Chapter 8

Eight

Elodie

For my last class of the day, Professor Perez leads us outside to a grassy courtyard between the two senior buildings. The scorch marks mottling the grass and singed leaves fluttering on the three saplings serve as a reminder of past exercises that didn’t go entirely to plan.

Perez’s glim—the ability to summon water out of the environment and direct it—has clearly come in handy more than once, just as it often did in my reality.

While the professor pulls today’s training apparatus out of a canvas duffel, Stella considers our surroundings with a skeptical air.

She tucks her silk-gloved hands around her elbows.

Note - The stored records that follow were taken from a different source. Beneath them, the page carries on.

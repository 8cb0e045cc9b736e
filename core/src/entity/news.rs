use sea_orm::entity::prelude::*;

#[derive(Clone, Debug, PartialEq, Eq, DeriveEntityModel)]
#[sea_orm(table_name = "news")]
pub struct Model {
    #[sea_orm(primary_key, auto_increment = true)]
    pub id: i32,
    pub title: String,
    pub summary: Option<String>,
    pub source_url: Option<String>,
    pub image: Option<String>,
    /// Publication date.
    pub date: Date,
    pub updated_at: Option<DateTimeWithTimeZone>,
}

#[derive(Copy, Clone, Debug, EnumIter, DeriveRelation)]
pub enum Relation {
    #[sea_orm(has_many = "super::news_teams::Entity")]
    NewsTeams,
}

impl Related<super::news_teams::Entity> for Entity {
    fn to() -> RelationDef {
        Relation::NewsTeams.def()
    }
}

impl ActiveModelBehavior for ActiveModel {}
use chrono::{DateTime, NaiveDate, TimeZone, Utc};
use once_cell::sync::Lazy;

use crate::domain::{
    common::{
        entities::{PaginatedResult, app_errors::CoreError},
        slugify,
    },
    event::{
        entities::{Event, EventStatus},
        ports::EventRepository,
        value_objects::EventListFilter,
    },
};

fn fixture_date(year: i32, month: u32, day: u32) -> NaiveDate {
    NaiveDate::from_ymd_opt(year, month, day).unwrap_or_default()
}

fn fixture_ts(year: i32, month: u32, day: u32) -> DateTime<Utc> {
    Utc.with_ymd_and_hms(year, month, day, 0, 0, 0)
        .single()
        .unwrap_or_default()
}

fn fixture_event(
    id: i32,
    name: &str,
    description: &str,
    location: &str,
    country: &str,
    start: NaiveDate,
    end: NaiveDate,
    website_url: Option<&str>,
    participant_team_ids: Vec<i32>,
) -> Event {
    Event {
        id,
        slug: slugify(name, id),
        name: name.to_string(),
        description: Some(description.to_string()),
        location: location.to_string(),
        country: Some(country.to_string()),
        start_date: start,
        end_date: Some(end),
        status: EventStatus::Upcoming,
        image_url: None,
        website_url: website_url.map(str::to_string),
        x_account: Some("3x3league".to_string()),
        instagram_account: Some("3x3.exe".to_string()),
        tiktok_account: None,
        participant_team_ids,
        updated_at: fixture_ts(2026, 2, 24),
    }
}

/// Read-only default dataset, used when no database is configured.
static FIXTURE_EVENTS: Lazy<Vec<Event>> = Lazy::new(|| {
    vec![
        fixture_event(
            1,
            "3x3.EXE SUPER PREMIER 2025-26 ROUND.1（Sendai）",
            "3x3.EXE SUPER PREMIERのラウンド1（仙台開催）。",
            "ゼビオアリーナ仙台（宮城県仙台市太白区あすと長町1-4-10）",
            "日本",
            fixture_date(2026, 2, 28),
            fixture_date(2026, 3, 1),
            Some("https://3x3exe.com/superpremier/schedules/"),
            vec![1, 3, 4],
        ),
        fixture_event(
            2,
            "3x3.EXE SUPER PREMIER 2025-26 ROUND.2（Thailand / Mega Bangna）",
            "3x3.EXE SUPER PREMIERのラウンド2（タイ開催）。",
            "Mega Bangna - Food Walk Plaza（Bang Phli District, Samut Prakan, Thailand）",
            "タイ",
            fixture_date(2026, 3, 21),
            fixture_date(2026, 3, 22),
            Some("https://3x3exe.com/superpremier/schedules/"),
            vec![],
        ),
        fixture_event(
            3,
            "3x3.EXE SUPER PREMIER 2025-26 FINAL（Singapore / Sengkang Grand Mall）",
            "3x3.EXE SUPER PREMIERのファイナルラウンド（シンガポール開催）。",
            "Sengkang Grand Mall（70 Compassvale Bow, Singapore 544692）",
            "シンガポール",
            fixture_date(2026, 3, 28),
            fixture_date(2026, 3, 29),
            Some("https://3x3exe.com/superpremier/schedules/"),
            vec![],
        ),
        fixture_event(
            4,
            "FIBA 3x3 Asia Cup 2026",
            "アジア各国・地域の代表が集結するFIBA公式3x3国際大会（アジアカップ）。",
            "OCBC Square（1 Stadium Drive, Singapore 397629）",
            "シンガポール",
            fixture_date(2026, 4, 1),
            fixture_date(2026, 4, 5),
            Some("https://www.thekallang.com.sg/events/fiba-3x3-asia-cup-26"),
            vec![6],
        ),
        fixture_event(
            5,
            "FIBA 3x3 World Tour Utsunomiya Opener 2026",
            "FIBA 3x3 World Tour 2026シーズン開幕戦（宇都宮）。",
            "栃木県 宇都宮市",
            "日本",
            fixture_date(2026, 4, 25),
            fixture_date(2026, 4, 26),
            None,
            vec![3],
        ),
    ]
});

#[derive(Debug, Clone)]
pub struct InMemoryEventRepository {
    events: Vec<Event>,
}

impl InMemoryEventRepository {
    pub fn new(events: Vec<Event>) -> Self {
        Self { events }
    }
}

impl Default for InMemoryEventRepository {
    fn default() -> Self {
        Self::new(FIXTURE_EVENTS.clone())
    }
}

fn matches(event: &Event, filter: &EventListFilter) -> bool {
    if !filter.search.is_empty() {
        let q = filter.search.to_lowercase();
        let hit = event.name.to_lowercase().contains(&q)
            || event.location.to_lowercase().contains(&q)
            || event
                .country
                .as_deref()
                .is_some_and(|c| c.to_lowercase().contains(&q))
            || event
                .description
                .as_deref()
                .is_some_and(|d| d.to_lowercase().contains(&q));
        if !hit {
            return false;
        }
    }

    if let Some(status) = filter.status
        && event.status != status
    {
        return false;
    }

    true
}

impl EventRepository for InMemoryEventRepository {
    async fn fetch_events(
        &self,
        filter: EventListFilter,
    ) -> Result<PaginatedResult<Event>, CoreError> {
        let mut matched: Vec<Event> = self
            .events
            .iter()
            .filter(|event| matches(event, &filter))
            .cloned()
            .collect();
        matched.sort_by_key(|event| event.start_date);

        let total = matched.len() as u64;
        let offset = filter.page.saturating_sub(1).saturating_mul(filter.page_size) as usize;
        let items = matched
            .into_iter()
            .skip(offset)
            .take(filter.page_size as usize)
            .collect();

        Ok(PaginatedResult::new(items, total, filter.page, filter.page_size))
    }

    async fn get_event_by_id(&self, event_id: i32) -> Result<Option<Event>, CoreError> {
        Ok(self.events.iter().find(|event| event.id == event_id).cloned())
    }

    async fn fetch_upcoming_events(
        &self,
        limit: u64,
        today: NaiveDate,
    ) -> Result<Vec<Event>, CoreError> {
        let mut upcoming: Vec<Event> = self
            .events
            .iter()
            .filter(|event| event.start_date >= today)
            .cloned()
            .collect();
        upcoming.sort_by_key(|event| event.start_date);
        upcoming.truncate(limit as usize);

        Ok(upcoming)
    }
}
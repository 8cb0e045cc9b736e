pub mod entities;
pub mod params;
pub mod services;

/// Default number of items per list page when the caller supplies none.
pub const DEFAULT_PAGE_SIZE: u64 = 20;

/// Hard upper bound on the page size a caller may request.
pub const MAX_PAGE_SIZE: u64 = 100;

#[derive(Clone, Debug)]
pub struct PortalConfig {
    pub database: DatabaseConfig,
}

#[derive(Clone, Debug)]
pub struct DatabaseConfig {
    pub host: String,
    pub port: u16,
    pub username: String,
    pub password: String,
    pub name: String,
}

impl DatabaseConfig {
    pub fn connection_url(&self) -> String {
        format!(
            "postgres://{}:{}@{}:{}/{}",
            self.username, self.password, self.host, self.port, self.name
        )
    }
}

/// Builds the URL-safe identifier for an entity: lowercased name with runs of
/// non-ASCII-alphanumeric characters collapsed to a single hyphen, trimmed,
/// with `-{id}` appended. The id suffix keeps slugs unique when names collide.
///
/// Only ASCII characters survive, so a fully Japanese name slugs to `"-{id}"`.
pub fn slugify(text: &str, id: i32) -> String {
    let mut base = String::with_capacity(text.len());
    let mut pending_hyphen = false;

    for c in text.to_lowercase().chars() {
        if c.is_ascii_alphanumeric() {
            if pending_hyphen && !base.is_empty() {
                base.push('-');
            }
            base.push(c);
            pending_hyphen = false;
        } else {
            pending_hyphen = true;
        }
    }

    format!("{base}-{id}")
}
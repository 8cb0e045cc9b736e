use crate::domain::common::params::{
    parse_page_param, parse_page_size_param, parse_search_param,
};
use crate::domain::common::{DEFAULT_PAGE_SIZE, MAX_PAGE_SIZE};
use crate::domain::event::entities::EventStatus;

#[derive(Debug, Clone)]
pub struct EventListFilter {
    pub search: String,
    /// `None` means "show all", distinct from the entity-side default.
    pub status: Option<EventStatus>,
    pub page: u64,
    pub page_size: u64,
}

impl EventListFilter {
    /// Builds a validated filter from raw query-string values.
    pub fn from_query(
        search: Option<&str>,
        status: Option<&str>,
        page: Option<&str>,
        page_size: Option<&str>,
    ) -> Self {
        Self {
            search: parse_search_param(search),
            status: status.and_then(|raw| raw.parse().ok()),
            page: parse_page_param(page),
            page_size: parse_page_size_param(page_size, DEFAULT_PAGE_SIZE, MAX_PAGE_SIZE),
        }
    }
}

impl Default for EventListFilter {
    fn default() -> Self {
        Self {
            search: String::new(),
            status: None,
            page: 1,
            page_size: DEFAULT_PAGE_SIZE,
        }
    }
}

#[cfg(test)]
mod tests {
    use super::*;

    #[test]
    fn test_from_query_degrades_invalid_input() {
        let filter = EventListFilter::from_query(
            Some("  仙台 "),
            Some("not-a-status"),
            Some("-1"),
            Some("9999"),
        );
        assert_eq!(filter.search, "仙台");
        assert_eq!(filter.status, None);
        assert_eq!(filter.page, 1);
        assert_eq!(filter.page_size, MAX_PAGE_SIZE);
    }

    #[test]
    fn test_from_query_accepts_valid_status() {
        let filter = EventListFilter::from_query(None, Some("cancelled"), Some("2"), Some("18"));
        assert_eq!(filter.status, Some(EventStatus::Cancelled));
        assert_eq!(filter.page, 2);
        assert_eq!(filter.page_size, 18);
    }
}
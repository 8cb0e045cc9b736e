use sea_orm::entity::prelude::*;

/// Join table linking a news article to the teams it covers. `position` is
/// the insertion order, which doubles as relevance order.
#[derive(Clone, Debug, PartialEq, Eq, DeriveEntityModel)]
#[sea_orm(table_name = "news_teams")]
pub struct Model {
    #[sea_orm(primary_key, auto_increment = true)]
    pub id: i32,
    pub news_id: i32,
    pub team_id: i32,
    pub team_name: String,
    pub position: i32,
}

#[derive(Copy, Clone, Debug, EnumIter, DeriveRelation)]
pub enum Relation {
    #[sea_orm(
        belongs_to = "super::news::Entity",
        from = "Column::NewsId",
        to = "super::news::Column::Id"
    )]
    News,
    #[sea_orm(
        belongs_to = "super::teams::Entity",
        from = "Column::TeamId",
        to = "super::teams::Column::Id"
    )]
    Teams,
}

impl Related<super::news::Entity> for Entity {
    fn to() -> RelationDef {
        Relation::News.def()
    }
}

impl Related<super::teams::Entity> for Entity {
    fn to() -> RelationDef {
        Relation::Teams.def()
    }
}

impl ActiveModelBehavior for ActiveModel {}
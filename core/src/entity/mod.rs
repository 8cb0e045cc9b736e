pub mod news;
pub mod news_teams;
pub mod teams;
pub mod tournaments;
pub mod venues;
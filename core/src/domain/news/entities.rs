use chrono::{DateTime, NaiveDate, Utc};
use serde::{Deserialize, Serialize};
use utoipa::ToSchema;

/// A team referenced by a news article. Pairs are kept in insertion order,
/// which is the relevance order chosen by the editors.
#[derive(Debug, Clone, PartialEq, Eq, Serialize, Deserialize, ToSchema)]
#[serde(rename_all = "camelCase")]
pub struct RelatedTeam {
    pub id: i32,
    pub name: String,
}

#[derive(Debug, Clone, PartialEq, Eq, Serialize, Deserialize, ToSchema)]
#[serde(rename_all = "camelCase")]
pub struct NewsArticle {
    pub id: i32,
    pub slug: String,
    pub title: String,
    pub summary: Option<String>,
    pub source_url: Option<String>,
    pub image_url: Option<String>,
    pub published_at: NaiveDate,
    pub updated_at: DateTime<Utc>,
    pub related_teams: Vec<RelatedTeam>,
}
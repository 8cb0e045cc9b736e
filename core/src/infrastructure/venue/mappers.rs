use chrono::Utc;

use crate::{
    domain::{common::slugify, venue::entities::Venue},
    entity::venues,
};

impl From<&venues::Model> for Venue {
    fn from(model: &venues::Model) -> Self {
        Self {
            id: model.id,
            slug: slugify(&model.name, model.id),
            name: model.name.clone(),
            region: model.region.clone(),
            map_url: model.map_url.clone(),
            updated_at: model.updated_at.map(|dt| dt.to_utc()).unwrap_or_else(Utc::now),
        }
    }
}

impl From<venues::Model> for Venue {
    fn from(model: venues::Model) -> Self {
        Self::from(&model)
    }
}
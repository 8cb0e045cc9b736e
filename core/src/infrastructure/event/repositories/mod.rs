pub mod event_repository;
pub mod in_memory_event_repository;
use std::collections::HashMap;

use sea_orm::{
    ColumnTrait, Condition, DatabaseConnection, EntityTrait, PaginatorTrait, QueryFilter,
    QueryOrder, QuerySelect,
    sea_query::{Expr, Func},
};
use tracing::error;

use crate::domain::{
    common::entities::{PaginatedResult, app_errors::CoreError},
    team::{entities::Team, ports::TeamRepository, value_objects::TeamListFilter},
};
use crate::entity::teams::{Column as TeamColumn, Entity as TeamEntity};

#[derive(Debug, Clone)]
pub struct PostgresTeamRepository {
    pub db: DatabaseConnection,
}

impl PostgresTeamRepository {
    pub fn new(db: DatabaseConnection) -> Self {
        Self { db }
    }
}

fn search_condition(term: &str) -> Condition {
    let pattern = format!("%{}%", term.to_lowercase());

    Condition::any()
        .add(Expr::expr(Func::lower(Expr::col(TeamColumn::Name))).like(pattern.as_str()))
        .add(Expr::expr(Func::lower(Expr::col(TeamColumn::Location))).like(pattern.as_str()))
}

impl TeamRepository for PostgresTeamRepository {
    async fn fetch_teams(&self, filter: TeamListFilter) -> Result<PaginatedResult<Team>, CoreError> {
        let mut query = TeamEntity::find();

        if !filter.search.is_empty() {
            query = query.filter(search_condition(&filter.search));
        }

        if let Some(category) = filter.category {
            query = query.filter(TeamColumn::Category.is_in(category.raw_values()));
        }

        let total = query.clone().count(&self.db).await.map_err(|e| {
            error!("Failed to count teams: {}", e);
            CoreError::InternalServerError
        })?;

        let offset = filter.page.saturating_sub(1).saturating_mul(filter.page_size);
        let teams = query
            .order_by_asc(TeamColumn::Name)
            .offset(offset)
            .limit(filter.page_size)
            .all(&self.db)
            .await
            .map_err(|e| {
                error!("Failed to fetch teams: {}", e);
                CoreError::InternalServerError
            })?
            .iter()
            .map(Team::from)
            .collect::<Vec<Team>>();

        Ok(PaginatedResult::new(teams, total, filter.page, filter.page_size))
    }

    async fn get_team_by_id(&self, team_id: i32) -> Result<Option<Team>, CoreError> {
        let team = TeamEntity::find_by_id(team_id)
            .one(&self.db)
            .await
            .map_err(|e| {
                error!("Failed to get team by id: {}", e);
                CoreError::InternalServerError
            })?
            .map(Team::from);

        Ok(team)
    }

    async fn get_teams_by_ids(&self, team_ids: Vec<i32>) -> Result<Vec<Team>, CoreError> {
        if team_ids.is_empty() {
            return Ok(Vec::new());
        }

        let models = TeamEntity::find()
            .filter(TeamColumn::Id.is_in(team_ids.iter().copied()))
            .all(&self.db)
            .await
            .map_err(|e| {
                error!("Failed to get teams by ids: {}", e);
                CoreError::InternalServerError
            })?;

        let by_id: HashMap<i32, Team> =
            models.iter().map(|model| (model.id, Team::from(model))).collect();

        // Reorder to the caller's id order, dropping ids with no match.
        let teams = team_ids
            .iter()
            .filter_map(|id| by_id.get(id).cloned())
            .collect();

        Ok(teams)
    }

    async fn fetch_all_teams(&self) -> Result<Vec<Team>, CoreError> {
        let teams = TeamEntity::find()
            .order_by_asc(TeamColumn::Name)
            .all(&self.db)
            .await
            .map_err(|e| {
                error!("Failed to fetch all teams: {}", e);
                CoreError::InternalServerError
            })?
            .iter()
            .map(Team::from)
            .collect::<Vec<Team>>();

        Ok(teams)
    }
}
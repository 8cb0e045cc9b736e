use chrono::Utc;

use crate::{
    domain::{
        common::slugify,
        team::entities::{Team, TeamCategory},
    },
    entity::teams,
};

impl From<&teams::Model> for Team {
    fn from(model: &teams::Model) -> Self {
        Self {
            id: model.id,
            slug: slugify(&model.name, model.id),
            name: model.name.clone(),
            location: model.location.clone(),
            category: TeamCategory::from_raw(model.category.as_deref()),
            image_url: model.image.clone(),
            website_url: model.website_url.clone(),
            x_account: model.x_account.clone(),
            instagram_account: model.instagram_account.clone(),
            tiktok_account: model.tiktok_account.clone(),
            updated_at: model.updated_at.map(|dt| dt.to_utc()).unwrap_or_else(Utc::now),
        }
    }
}

impl From<teams::Model> for Team {
    fn from(model: teams::Model) -> Self {
        Self::from(&model)
    }
}

#[cfg(test)]
mod tests {
    use chrono::Utc;

    use super::*;

    #[test]
    fn test_mapper_coerces_category_and_fills_timestamp() {
        let model = teams::Model {
            id: 3,
            name: "UTSUNOMIYA BREX.EXE".to_string(),
            location: "栃木県".to_string(),
            category: Some("定期練習会".to_string()),
            image: None,
            website_url: None,
            x_account: None,
            instagram_account: None,
            tiktok_account: None,
            updated_at: None,
        };

        let before = Utc::now();
        let team = Team::from(&model);

        assert_eq!(team.category, TeamCategory::GeneralClub);
        assert_eq!(team.slug, "utsunomiya-brex-exe-3");
        assert!(team.updated_at >= before);
    }
}
use chrono::NaiveDate;

use crate::domain::{
    common::entities::{PaginatedResult, app_errors::CoreError},
    event::{entities::Event, value_objects::EventListFilter},
};

#[cfg_attr(test, mockall::automock)]
pub trait EventService: Send + Sync {
    fn list_events(
        &self,
        filter: EventListFilter,
    ) -> impl Future<Output = Result<PaginatedResult<Event>, CoreError>> + Send;

    fn get_event_by_id(
        &self,
        event_id: i32,
    ) -> impl Future<Output = Result<Option<Event>, CoreError>> + Send;

    fn get_upcoming_events(
        &self,
        limit: u64,
    ) -> impl Future<Output = Result<Vec<Event>, CoreError>> + Send;
}

#[cfg_attr(test, mockall::automock)]
pub trait EventRepository: Send + Sync {
    fn fetch_events(
        &self,
        filter: EventListFilter,
    ) -> impl Future<Output = Result<PaginatedResult<Event>, CoreError>> + Send;

    fn get_event_by_id(
        &self,
        event_id: i32,
    ) -> impl Future<Output = Result<Option<Event>, CoreError>> + Send;

    /// Events with a start date on or after `today`, ascending, first `limit`.
    fn fetch_upcoming_events(
        &self,
        limit: u64,
        today: NaiveDate,
    ) -> impl Future<Output = Result<Vec<Event>, CoreError>> + Send;
}
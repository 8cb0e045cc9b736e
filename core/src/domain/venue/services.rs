use crate::domain::{
    common::{
        entities::{PaginatedResult, app_errors::CoreError},
        services::Service,
    },
    event::ports::EventRepository,
    news::ports::NewsRepository,
    team::ports::TeamRepository,
    venue::{
        entities::Venue,
        ports::{VenueRepository, VenueService},
        value_objects::VenueListFilter,
    },
};

impl<E, T, N, V> VenueService for Service<E, T, N, V>
where
    E: EventRepository,
    T: TeamRepository,
    N: NewsRepository,
    V: VenueRepository,
{
    async fn list_venues(
        &self,
        filter: VenueListFilter,
    ) -> Result<PaginatedResult<Venue>, CoreError> {
        self.venue_repository.fetch_venues(filter).await
    }
}
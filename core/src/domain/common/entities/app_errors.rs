use thiserror::Error;

/// Failures surfaced by the core. Malformed input never reaches this type
/// (the request boundary degrades it to defaults) and a missing entity is
/// `Ok(None)`, so the only variants are storage-level.
#[derive(Debug, Clone, PartialEq, Eq, Error)]
pub enum CoreError {
    #[error("Internal server error")]
    InternalServerError,

    #[error("Database connection failed")]
    DatabaseConnection,
}
use crate::domain::{
    event::ports::EventRepository, news::ports::NewsRepository, team::ports::TeamRepository,
    venue::ports::VenueRepository,
};

/// Aggregate service over the four repository ports. The per-feature service
/// traits are implemented for this struct in each feature's `services.rs`.
#[derive(Debug, Clone)]
pub struct Service<E, T, N, V>
where
    E: EventRepository,
    T: TeamRepository,
    N: NewsRepository,
    V: VenueRepository,
{
    pub event_repository: E,
    pub team_repository: T,
    pub news_repository: N,
    pub venue_repository: V,
}

impl<E, T, N, V> Service<E, T, N, V>
where
    E: EventRepository,
    T: TeamRepository,
    N: NewsRepository,
    V: VenueRepository,
{
    pub fn new(
        event_repository: E,
        team_repository: T,
        news_repository: N,
        venue_repository: V,
    ) -> Self {
        Self {
            event_repository,
            team_repository,
            news_repository,
            venue_repository,
        }
    }
}
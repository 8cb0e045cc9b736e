use crate::domain::{
    common::entities::{PaginatedResult, app_errors::CoreError},
    news::{entities::NewsArticle, value_objects::NewsListFilter},
};

#[cfg_attr(test, mockall::automock)]
pub trait NewsService: Send + Sync {
    fn list_news(
        &self,
        filter: NewsListFilter,
    ) -> impl Future<Output = Result<PaginatedResult<NewsArticle>, CoreError>> + Send;

    fn get_news_by_id(
        &self,
        news_id: i32,
    ) -> impl Future<Output = Result<Option<NewsArticle>, CoreError>> + Send;

    fn get_latest_news(
        &self,
        limit: u64,
    ) -> impl Future<Output = Result<Vec<NewsArticle>, CoreError>> + Send;
}

#[cfg_attr(test, mockall::automock)]
pub trait NewsRepository: Send + Sync {
    fn fetch_news(
        &self,
        filter: NewsListFilter,
    ) -> impl Future<Output = Result<PaginatedResult<NewsArticle>, CoreError>> + Send;

    fn get_news_by_id(
        &self,
        news_id: i32,
    ) -> impl Future<Output = Result<Option<NewsArticle>, CoreError>> + Send;

    /// Most recently published articles, newest first.
    fn fetch_latest_news(
        &self,
        limit: u64,
    ) -> impl Future<Output = Result<Vec<NewsArticle>, CoreError>> + Send;
}
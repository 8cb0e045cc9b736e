use crate::domain::{
    common::entities::{PaginatedResult, app_errors::CoreError},
    team::{entities::Team, value_objects::TeamListFilter},
};

#[cfg_attr(test, mockall::automock)]
pub trait TeamService: Send + Sync {
    fn list_teams(
        &self,
        filter: TeamListFilter,
    ) -> impl Future<Output = Result<PaginatedResult<Team>, CoreError>> + Send;

    fn get_team_by_id(
        &self,
        team_id: i32,
    ) -> impl Future<Output = Result<Option<Team>, CoreError>> + Send;

    fn get_teams_by_ids(
        &self,
        team_ids: Vec<i32>,
    ) -> impl Future<Output = Result<Vec<Team>, CoreError>> + Send;

    fn get_all_teams(&self) -> impl Future<Output = Result<Vec<Team>, CoreError>> + Send;
}

#[cfg_attr(test, mockall::automock)]
pub trait TeamRepository: Send + Sync {
    fn fetch_teams(
        &self,
        filter: TeamListFilter,
    ) -> impl Future<Output = Result<PaginatedResult<Team>, CoreError>> + Send;

    fn get_team_by_id(
        &self,
        team_id: i32,
    ) -> impl Future<Output = Result<Option<Team>, CoreError>> + Send;

    /// Returns teams in the order of `team_ids`, dropping ids with no match.
    /// An empty input resolves without a storage round trip.
    fn get_teams_by_ids(
        &self,
        team_ids: Vec<i32>,
    ) -> impl Future<Output = Result<Vec<Team>, CoreError>> + Send;

    fn fetch_all_teams(&self) -> impl Future<Output = Result<Vec<Team>, CoreError>> + Send;
}
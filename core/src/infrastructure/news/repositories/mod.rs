pub mod in_memory_news_repository;
pub mod news_repository;
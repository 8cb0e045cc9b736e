use serde::{Deserialize, Serialize};
use utoipa::ToSchema;

pub mod app_errors;

/// One page of a filtered list query, together with the total count of all
/// rows matching the active filters (independent of the requested page).
#[derive(Debug, Clone, PartialEq, Eq, Serialize, Deserialize, ToSchema)]
#[serde(rename_all = "camelCase")]
pub struct PaginatedResult<T> {
    pub items: Vec<T>,
    pub total: u64,
    pub page: u64,
    pub page_size: u64,
}

impl<T> PaginatedResult<T> {
    pub fn new(items: Vec<T>, total: u64, page: u64, page_size: u64) -> Self {
        Self {
            items,
            total,
            page,
            page_size,
        }
    }
}
use sea_orm::entity::prelude::*;

#[derive(Clone, Debug, PartialEq, Eq, DeriveEntityModel)]
#[sea_orm(table_name = "teams")]
pub struct Model {
    #[sea_orm(primary_key, auto_increment = true)]
    pub id: i32,
    pub name: String,
    pub location: String,
    pub category: Option<String>,
    pub image: Option<String>,
    pub website_url: Option<String>,
    pub x_account: Option<String>,
    pub instagram_account: Option<String>,
    pub tiktok_account: Option<String>,
    pub updated_at: Option<DateTimeWithTimeZone>,
}

#[derive(Copy, Clone, Debug, EnumIter, DeriveRelation)]
pub enum Relation {
    #[sea_orm(has_many = "super::news_teams::Entity")]
    NewsTeams,
}

impl Related<super::news_teams::Entity> for Entity {
    fn to() -> RelationDef {
        Relation::NewsTeams.def()
    }
}

impl ActiveModelBehavior for ActiveModel {}
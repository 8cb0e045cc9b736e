use crate::domain::{
    common::entities::{PaginatedResult, app_errors::CoreError},
    venue::{entities::Venue, value_objects::VenueListFilter},
};

#[cfg_attr(test, mockall::automock)]
pub trait VenueService: Send + Sync {
    fn list_venues(
        &self,
        filter: VenueListFilter,
    ) -> impl Future<Output = Result<PaginatedResult<Venue>, CoreError>> + Send;
}

#[cfg_attr(test, mockall::automock)]
pub trait VenueRepository: Send + Sync {
    fn fetch_venues(
        &self,
        filter: VenueListFilter,
    ) -> impl Future<Output = Result<PaginatedResult<Venue>, CoreError>> + Send;
}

“Well, at least it’s sunny. I can’t believe last time he made us come out here, we had to keep going even when it started spitting rain. ”

I can remember plenty of outdoor sessions in outright deluges across my years at the academy, but that was my reality’s academy.

Some things might have been a little different on that front here, so I hum in vague agreement.

The warmth of the sun streaking over us is pleasant, whatever’s in store for us next.

Stella smooths her hair back toward her casual bun and glances at me sideways.

“Are you going to the Blossom get-together tonight? The idea of planning how to pretty up the school halls makes me want to claw my eyes out, but my parents are always pushing me to stay as involved as possible.” She gives a soft huff of a sigh.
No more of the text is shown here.